__Problem details__: Search the entries for the line containing "pub mod pipeline;". Repeat it, then every line after it, exactly through the final line.

====== Working data

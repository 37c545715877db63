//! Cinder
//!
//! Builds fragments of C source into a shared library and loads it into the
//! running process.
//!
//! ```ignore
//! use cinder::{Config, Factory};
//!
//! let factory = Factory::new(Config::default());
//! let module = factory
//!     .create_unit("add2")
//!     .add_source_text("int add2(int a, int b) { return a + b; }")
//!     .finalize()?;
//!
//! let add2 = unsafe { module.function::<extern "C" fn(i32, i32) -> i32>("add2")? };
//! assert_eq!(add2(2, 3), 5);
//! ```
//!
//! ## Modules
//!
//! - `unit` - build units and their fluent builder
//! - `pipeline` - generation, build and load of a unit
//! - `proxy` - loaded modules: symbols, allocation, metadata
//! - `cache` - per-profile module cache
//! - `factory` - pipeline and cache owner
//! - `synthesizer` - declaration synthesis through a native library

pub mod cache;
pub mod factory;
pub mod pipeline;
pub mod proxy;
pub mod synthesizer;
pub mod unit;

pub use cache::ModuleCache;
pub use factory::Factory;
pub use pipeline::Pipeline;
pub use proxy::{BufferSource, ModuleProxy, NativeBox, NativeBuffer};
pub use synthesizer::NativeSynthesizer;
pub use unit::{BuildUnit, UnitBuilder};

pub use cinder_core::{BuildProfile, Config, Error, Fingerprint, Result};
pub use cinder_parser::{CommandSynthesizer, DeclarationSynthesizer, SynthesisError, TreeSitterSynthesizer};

============

__Result for this task__:
pub mod pipeline;
pub mod proxy;
pub mod synthesizer;
pub mod unit;

pub use cache::ModuleCache;
pub use factory::Factory;
pub use pipeline::Pipeline;
pub use proxy::{BufferSource, ModuleProxy, NativeBox, NativeBuffer};
pub use synthesizer::NativeSynthesizer;
pub use unit::{BuildUnit, UnitBuilder};

pub use cinder_core::{BuildProfile, Config, Error, Fingerprint, Result};
pub use cinder_parser::{CommandSynthesizer, DeclarationSynthesizer, SynthesisError, TreeSitterSynthesizer};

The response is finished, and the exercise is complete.